Manon-Nour Tannous, Hind Meddeb, Emmanuel Laurentin et Ziad Majed à l'Institut du Monde Arabe
Manon-Nour Tannous, Hind Meddeb, Emmanuel Laurentin et Ziad Majed à l'Institut du Monde Arabe

Notre invitée Hind Meddeb est réalisatrice d'un film sur la révolution au Soudan, " Our voices as only weapons

Des continuités historiques d'une génération à l'autre 

Hind Meddeb explique que la révolution de 2018-2019 au Soudan est la "troisième révolution" après celles de 1964 et 1985 et que cette dernière se réfère constamment aux "slogans des révolutions" passées. Elle explique aussi que dans ces soulèvements, "il n'y a pas du tout l'idée que les vieux seraient has been et que les jeunes détiendraient quelque chose de fondamentalement nouveau".
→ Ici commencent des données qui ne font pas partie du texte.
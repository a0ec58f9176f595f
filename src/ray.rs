use crate::vector::Vector;

/// A ray.
///
/// Direction normalization is the caller's responsibility. The sphere
/// intersection quadratic is direction-length-aware, but every other
/// consumer assumes `direction` has unit length.
#[derive(Copy, Clone, Debug, Default, PartialEq)]
pub struct Ray {
    pub origin: Vector,
    pub direction: Vector,
}

impl Ray {
    pub fn new(origin: Vector, direction: Vector) -> Ray {
        Ray { origin, direction }
    }

    /// The point along the ray at parameter `t`.
    pub fn position(&self, t: f64) -> Vector {
        self.origin + (t * self.direction)
    }
}

#[test]
fn ray_position() {
    let r = Ray::new(
                Vector::new(2.0, 3.0, 4.0),
                Vector::new(1.0, 0.0, 0.0)
            );

    assert_eq!(r.position(0.0), Vector::new(2.0, 3.0, 4.0));
    assert_eq!(r.position(1.0), Vector::new(3.0, 3.0, 4.0));
    assert_eq!(r.position(-1.0), Vector::new(1.0, 3.0, 4.0));
    assert_eq!(r.position(2.5), Vector::new(4.5, 3.0, 4.0));
}
// Runtime parameters
pub const CANVAS_WIDTH: usize = 500;
pub const CANVAS_HEIGHT: usize = 600;
pub const OUT_FILE: &'static str = "./out.ppm";

// Floating point comparisons
pub const FEQ_EPSILON: f64 = 0.0001;

// Tolerance for intersection branching: near-zero quadratic discriminants
// are treated as exactly zero, and rays this close to parallel with a
// disk's plane miss it.
pub const INTERSECT_EPSILON: f64 = 1e-10;

// Offset along the surface normal for shadow ray origins, preventing a
// surface from shadowing itself ("acne").
pub const SHADOW_BIAS: f64 = 0.001;
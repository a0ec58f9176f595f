pub mod consts;

pub mod vector;
pub mod color;
pub mod ray;

pub mod geometry;
pub mod light;
pub mod camera;
pub mod sampler;

pub mod world;
pub mod scene;
pub mod demo;

pub mod canvas;
pub mod renderer;

use consts::FEQ_EPSILON;

pub fn feq(left: f64, right: f64) -> bool {
    (left - right).abs() < FEQ_EPSILON
}
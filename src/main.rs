use std::io;
use std::path::PathBuf;

use clap::Parser;

use ray_caster::consts::{ CANVAS_WIDTH, CANVAS_HEIGHT, OUT_FILE };
use ray_caster::scene::Scene;
use ray_caster::canvas::Canvas;
use ray_caster::renderer::Renderer;
use ray_caster::demo;

/// Renders a demo scene or a JSON scene description to a PPM image.
#[derive(Parser)]
#[clap(author, version, about)]
struct Args {
    /// The demo scene number to render.
    #[clap(short, long, default_value_t = 12)]
    scene: usize,

    /// A JSON scene description file; overrides --scene.
    #[clap(long)]
    scene_file: Option<PathBuf>,

    /// The per-pixel and per-light sample level; the full distribution has
    /// the square of this many samples.
    #[clap(short = 'n', long, default_value_t = 1)]
    samples: usize,

    /// Jitter the sample distribution.
    #[clap(short, long)]
    jitter: bool,

    /// Seed for the jitter's random source, for reproducible renders.
    #[clap(long)]
    seed: Option<u64>,

    /// Canvas width in pixels (demo scenes only).
    #[clap(long, default_value_t = CANVAS_WIDTH)]
    width: usize,

    /// Canvas height in pixels (demo scenes only).
    #[clap(long, default_value_t = CANVAS_HEIGHT)]
    height: usize,

    /// The output PPM file.
    #[clap(short, long, default_value = OUT_FILE)]
    output: PathBuf,
}

fn main() -> io::Result<()> {
    let args = Args::parse();

    let scene = match args.scene_file {
        Some(ref path) => Scene::load(path)?,
        None => demo::scene(args.scene, args.width, args.height)
            .unwrap_or_else(|| {
                eprintln!("No demo scene numbered {}; available scenes \
                    are 0 through {}.", args.scene, demo::SCENE_COUNT - 1);
                std::process::exit(1);
            }),
    };

    let mut renderer = match args.seed {
        Some(seed) => Renderer::with_seed(args.samples, args.jitter, seed),
        None => Renderer::new(args.samples, args.jitter),
    };

    println!("Rendering {} by {} at sample level {}...",
        scene.camera.hsize, scene.camera.vsize, args.samples);

    let mut canvas = Canvas::new(scene.camera.hsize, scene.camera.vsize);
    renderer.render(&scene, &mut canvas);

    canvas.save(&args.output)?;
    println!("Saved render to {}.", args.output.display());

    Ok(())
}
use rand::Rng;

use crate::consts::SHADOW_BIAS;
use crate::ray::Ray;
use crate::vector::Vector;
use crate::color::Color;
use crate::light::{ PointLight, AmbientLight, AreaLight, phong };
use crate::geometry::Primitive;
use crate::sampler::{ Sample, Sampler };

/// A world with primitives and lights.
///
/// Worlds collect everything a ray can interact with: the primitive set,
/// point lights, the single ambient term, area lights, and the background
/// color returned for rays that hit nothing. A world is built up by scene
/// setup and read-only during rendering.
#[derive(Debug)]
pub struct World {
    pub objects: Vec<Box<dyn Primitive>>,
    pub lights: Vec<PointLight>,
    pub area_lights: Vec<AreaLight>,
    pub ambient: AmbientLight,
    pub background: Color,
}

impl Default for World {
    fn default() -> World {
        World {
            objects: Vec::new(),
            lights: Vec::new(),
            area_lights: Vec::new(),
            ambient: AmbientLight::new(Color::black()),
            background: Color::white(),
        }
    }
}

/// Selects the usable hit among a primitive's t-values, if any.
///
/// One root is a candidate only if positive. Of two roots, one positive and
/// one non-positive means the ray starts inside the primitive and the
/// positive root is the exit point; two positives mean the ray hits from
/// outside and the smaller is the entry point; two non-positives mean the
/// primitive is behind the ray.
fn positive_hit(ts: &[f64]) -> Option<f64> {
    match *ts {
        [t] if t > 0.0 => Some(t),
        [t0, t1] => {
            match (t0 > 0.0, t1 > 0.0) {
                (true, false) => Some(t0),
                (false, true) => Some(t1),
                (true, true) => Some(t0.min(t1)),
                (false, false) => None,
            }
        },
        _ => None,
    }
}

impl World {
    /// Creates an empty world with a black ambient term and a white
    /// background.
    pub fn new() -> World {
        Default::default()
    }

    /// Finds the closest primitive hit by a ray, with its t-value.
    ///
    /// Returns `None` when every primitive is missed or lies behind the
    /// ray's origin.
    pub fn nearest_hit(&self, ray: &Ray) -> Option<(f64, &dyn Primitive)> {
        let mut nearest: Option<(f64, &dyn Primitive)> = None;

        for obj in self.objects.iter() {
            if let Some(t) = positive_hit(&obj.intersections(ray)) {
                match nearest {
                    Some((tmin, _)) if t >= tmin => {},
                    _ => nearest = Some((t, &**obj)),
                }
            }
        }

        nearest
    }

    /// Determines whether a ray hits anything at all.
    ///
    /// The existence test for shadow rays: same hit-selection rules as
    /// `nearest_hit`, short-circuited at the first positive hit, since a
    /// shadow needs no nearest distance.
    pub fn test_ray(&self, ray: &Ray) -> bool {
        self.objects.iter()
            .any(|obj| positive_hit(&obj.intersections(ray)).is_some())
    }

    /// Shades the hit at `ray.position(t)` on `obj`.
    ///
    /// Applies the full illumination equation: the ambient term, a
    /// diffuse-plus-specular term per unoccluded point light, and per area
    /// light the sample-averaged diffuse term plus the brightest sampled
    /// specular response. Shadow rays start `SHADOW_BIAS` along the normal
    /// to keep a surface from occluding itself.
    pub fn shade_hit(&self, ray: &Ray, t: f64, obj: &dyn Primitive,
        samples: &[Sample]) -> Color {
        let m = obj.material();
        let point = ray.position(t);
        let normalv = obj.normal_at(point);
        let eyev = (ray.origin - point).normalize();
        let shadow_origin = point + (normalv * SHADOW_BIAS);

        let ambient = (self.ambient.color * m.ambient) * m.color;
        let mut total = ambient;

        for light in self.lights.iter() {
            let lightv = (light.position - point).normalize();
            if self.test_ray(&Ray::new(shadow_origin, lightv)) {
                continue;
            }

            let (diffuse, specular)
                = phong(m, light.color, lightv, eyev, normalv);
            total = total + diffuse + specular;
        }

        for area in self.area_lights.iter() {
            let mut avg_diffuse = Color::black();
            let mut max_specular = Color::black();

            for sample in samples.iter() {
                let lightv = (area.sample_position(sample.s, sample.t)
                    - point).normalize();
                if self.test_ray(&Ray::new(shadow_origin, lightv)) {
                    continue;
                }

                let (diffuse, specular)
                    = phong(m, area.color, lightv, eyev, normalv);
                avg_diffuse = avg_diffuse + diffuse;
                if specular.lightness() > max_specular.lightness() {
                    max_specular = specular;
                }
            }

            // Shadowed samples still count toward the average; an area
            // light half in shadow is half as bright.
            avg_diffuse = avg_diffuse.scale(1.0 / (samples.len() as f64));
            total = total + avg_diffuse + max_specular;
        }

        total
    }

    /// Determines the color a ray produces in this world.
    ///
    /// Rays that hit nothing yield the background color unmodified. The
    /// sampler supplies offsets for area-light integration; its random
    /// source is injected so renders can be made deterministic.
    pub fn color_at<R: Rng>(&self, ray: &Ray, sampler: &Sampler,
        rng: &mut R) -> Color {
        match self.nearest_hit(ray) {
            None => self.background,
            Some((t, obj)) => {
                let samples = sampler.distribution(rng);
                self.shade_hit(ray, t, obj, &samples)
            },
        }
    }
}

/* Tests */

#[cfg(test)]
use crate::geometry::{ Sphere, Disk };
#[cfg(test)]
use crate::light::Material;
#[cfg(test)]
use rand::SeedableRng;
#[cfg(test)]
use rand::rngs::StdRng;

#[cfg(test)]
fn red_sphere(origin: Vector) -> Sphere {
    Sphere::new(origin, 1.0,
        Material::new(Color::rgb(0.9, 0.0, 0.0), 0.2, 0.5, 10.0))
}

#[cfg(test)]
fn single_sample() -> (Sampler, StdRng) {
    (Sampler::new(1, false), StdRng::seed_from_u64(0))
}

#[test]
fn miss_returns_background() {
    let mut w = World::new();
    w.background = Color::rgb(0.4, 0.4, 0.9);
    w.objects.push(Box::new(red_sphere(Vector::new(0.0, 0.0, -4.0))));

    let r = Ray::new(Vector::zero(), Vector::new(0.0, 1.0, 0.0));
    let (sampler, mut rng) = single_sample();

    assert_eq!(w.color_at(&r, &sampler, &mut rng), w.background);
}

#[test]
fn nearest_hit_picks_closest_object() {
    let mut w = World::new();
    w.objects.push(Box::new(red_sphere(Vector::new(0.0, 0.0, -8.0))));
    w.objects.push(Box::new(red_sphere(Vector::new(0.0, 0.0, -4.0))));

    let r = Ray::new(Vector::zero(), Vector::new(0.0, 0.0, -1.0));
    let (t, _) = w.nearest_hit(&r).unwrap();

    assert!(crate::feq(t, 3.0));
}

#[test]
fn nearest_hit_from_inside_sphere() {
    let mut w = World::new();
    w.objects.push(Box::new(red_sphere(Vector::zero())));

    let r = Ray::new(Vector::zero(), Vector::new(0.0, 0.0, -1.0));
    let (t, _) = w.nearest_hit(&r).unwrap();

    assert!(crate::feq(t, 1.0));
}

#[test]
fn objects_behind_ray_are_skipped() {
    let mut w = World::new();
    w.objects.push(Box::new(red_sphere(Vector::new(0.0, 0.0, 4.0))));

    let r = Ray::new(Vector::zero(), Vector::new(0.0, 0.0, -1.0));

    assert!(w.nearest_hit(&r).is_none());
    assert!(!w.test_ray(&r));
}

#[test]
fn shading_is_idempotent_without_jitter() {
    let mut w = World::new();
    w.ambient = AmbientLight::new(Color::rgb(0.1, 0.1, 0.1));
    w.objects.push(Box::new(red_sphere(Vector::new(0.0, 0.0, -4.0))));
    w.lights.push(PointLight::new(Color::white(),
        Vector::new(7.0, 4.0, 5.0)));
    w.area_lights.push(AreaLight::new(Color::white(),
        Vector::new(-3.0, 5.0, 0.0),
        Vector::new(1.0, 0.0, 0.0),
        Vector::new(0.0, 0.0, 1.0)));

    let r = Ray::new(Vector::zero(), Vector::new(0.0, 0.0, -1.0));
    let sampler = Sampler::new(3, false);

    let first = w.color_at(&r, &sampler, &mut StdRng::seed_from_u64(0));
    let second = w.color_at(&r, &sampler, &mut StdRng::seed_from_u64(1));

    assert_eq!(first, second);
}

#[test]
fn occluded_light_leaves_only_ambient() {
    let mut w = World::new();
    w.ambient = AmbientLight::new(Color::rgb(0.3, 0.3, 0.3));
    w.objects.push(Box::new(red_sphere(Vector::zero())));
    w.lights.push(PointLight::new(Color::white(),
        Vector::new(0.0, 0.0, 10.0)));

    // An occluder directly between the light and the surface point.
    let occluder = Sphere::new(Vector::new(0.0, 0.0, 5.0), 1.0,
        Default::default());
    w.objects.push(Box::new(occluder));

    let r = Ray::new(Vector::new(0.0, 0.0, 3.0),
        Vector::new(0.0, 0.0, -1.0));
    let (sampler, mut rng) = single_sample();

    let m = red_sphere(Vector::zero()).material;
    let expected = (w.ambient.color * m.ambient) * m.color;
    assert_eq!(w.color_at(&r, &sampler, &mut rng), expected);
}

#[test]
fn unshadowed_surface_gets_diffuse_and_specular() {
    let mut w = World::new();
    w.ambient = AmbientLight::new(Color::rgb(0.3, 0.3, 0.3));
    w.objects.push(Box::new(red_sphere(Vector::zero())));
    w.lights.push(PointLight::new(Color::white(),
        Vector::new(0.0, 0.0, 10.0)));

    let r = Ray::new(Vector::new(0.0, 0.0, 3.0),
        Vector::new(0.0, 0.0, -1.0));
    let (sampler, mut rng) = single_sample();

    let m = red_sphere(Vector::zero()).material;
    let ambient_only = (w.ambient.color * m.ambient) * m.color;
    let shaded = w.color_at(&r, &sampler, &mut rng);

    assert!(shaded.r > ambient_only.r);
    assert!(shaded.lightness() > ambient_only.lightness());
}

#[test]
fn specular_highlight_uses_view_direction() {
    // Light, eye and normal are collinear, so the reflected view
    // direction coincides with the light direction. A black diffuse
    // color and zero ambient isolate the specular term.
    let mut w = World::new();
    let m = Material::new(Color::black(), 0.0, 0.6, 8.0);
    w.objects.push(Box::new(
        Sphere::new(Vector::new(0.0, 0.0, -4.0), 1.0, m)));
    w.lights.push(PointLight::new(Color::white(),
        Vector::new(0.0, 0.0, 2.0)));

    let r = Ray::new(Vector::zero(), Vector::new(0.0, 0.0, -1.0));
    let (sampler, mut rng) = single_sample();

    assert_eq!(w.color_at(&r, &sampler, &mut rng),
        Color::rgb(0.6, 0.6, 0.6));
}

#[test]
fn single_sample_area_light_matches_point_light() {
    let position = Vector::new(7.0, 7.0, -5.0);
    let m = Material::new(Color::rgb(0.6, 0.0, 0.0), 1.0, 0.7, 20.0);

    let mut with_area = World::new();
    with_area.ambient = AmbientLight::new(Color::rgb(0.4, 0.4, 0.4));
    with_area.objects.push(Box::new(Sphere::new(Vector::zero(), 1.0, m)));
    with_area.area_lights.push(AreaLight::new(Color::white(), position,
        Vector::new(0.0, 0.0, -3.0), Vector::new(0.0, 3.0, 0.0)));

    let mut with_point = World::new();
    with_point.ambient = AmbientLight::new(Color::rgb(0.4, 0.4, 0.4));
    with_point.objects.push(Box::new(Sphere::new(Vector::zero(), 1.0, m)));
    with_point.lights.push(PointLight::new(Color::white(), position));

    let r = Ray::new(Vector::new(4.0, 0.0, 0.0),
        Vector::new(-1.0, 0.0, 0.0));
    let (sampler, _) = single_sample();

    let area_color = with_area.color_at(&r, &sampler,
        &mut StdRng::seed_from_u64(0));
    let point_color = with_point.color_at(&r, &sampler,
        &mut StdRng::seed_from_u64(0));

    assert_eq!(area_color, point_color);
}

#[test]
fn disk_shading_uses_fixed_normal() {
    let mut w = World::new();
    let m = Material::new(Color::rgb(0.0, 0.0, 1.0), 0.0, 0.0, 1.0);
    w.objects.push(Box::new(Disk::new(Vector::new(0.0, 0.0, -4.0), 1.0,
        Vector::new(0.0, 0.0, 1.0), m)));
    w.lights.push(PointLight::new(Color::white(),
        Vector::new(0.0, 4.0, 5.0)));

    let r = Ray::new(Vector::zero(), Vector::new(0.0, 0.0, -1.0));
    let (sampler, mut rng) = single_sample();
    let c = w.color_at(&r, &sampler, &mut rng);

    // Diffuse only: N.L for a head-on disk and a light up and behind.
    let lightv = (Vector::new(0.0, 4.0, 5.0)
        - Vector::new(0.0, 0.0, -4.0)).normalize();
    let n_dot_l = lightv.dot(&Vector::new(0.0, 0.0, 1.0));
    assert_eq!(c, Color::rgb(0.0, 0.0, n_dot_l));
}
En effet, la transmission entre les générations se fait par le biais de l'art, et en particulier de la musique. Lors des révolutions de 2011-2012 en Egypte, "un mouvement des jeunes, entre quinze et vingt ans, des bidonvilles du Caire, chantaient des chansons très controversées" inspirées du poète égyptien Ahmed Fouad Negm (1929-2013).

Un combat n'annule pas forcément celui qui a eu lieu les années précédentes. Jean-François Sirinelli parlait pour Mai 68 de "génération palimpseste", c'est à dire une génération qui réécrit ses luttes sur celles des anciens. Manon-Nour Tannous

"Nous le portons comme une écharpe , Révolution !" extrait du film "Our voices as only weapon" de Hind Meddeb
"Nous le portons comme une écharpe , Révolution !" extrait du film "Our voices as only weapon" de Hind Meddeb

Manon-Nour Tannous explique que les révoltes en Syrie sont, en partie, le fait d'une génération d'âge qui "n'a connu que les Assad au pouvoir, puisqu'ils sont arrivés dans les années 1970, et qui ont une socialisation différente de celle de leurs parents car ils ont accès aux chaines satellitaires à la fin des années 1990 puis à Internet". Cependant, elle considère qu'il y a un "biais occidental" à vouloir voir dans les protagonistes de la révolution en Syrie des "jeunes, branchés, technophiles". Elle précise que "le lien n'est pas forcément évident entre les lieux de soulèvements et la connexion des régions. [...] On a beaucoup parlé de génération Facebook ou de génération 2.0 mais c'est sans doute une image déformée de la réalité". 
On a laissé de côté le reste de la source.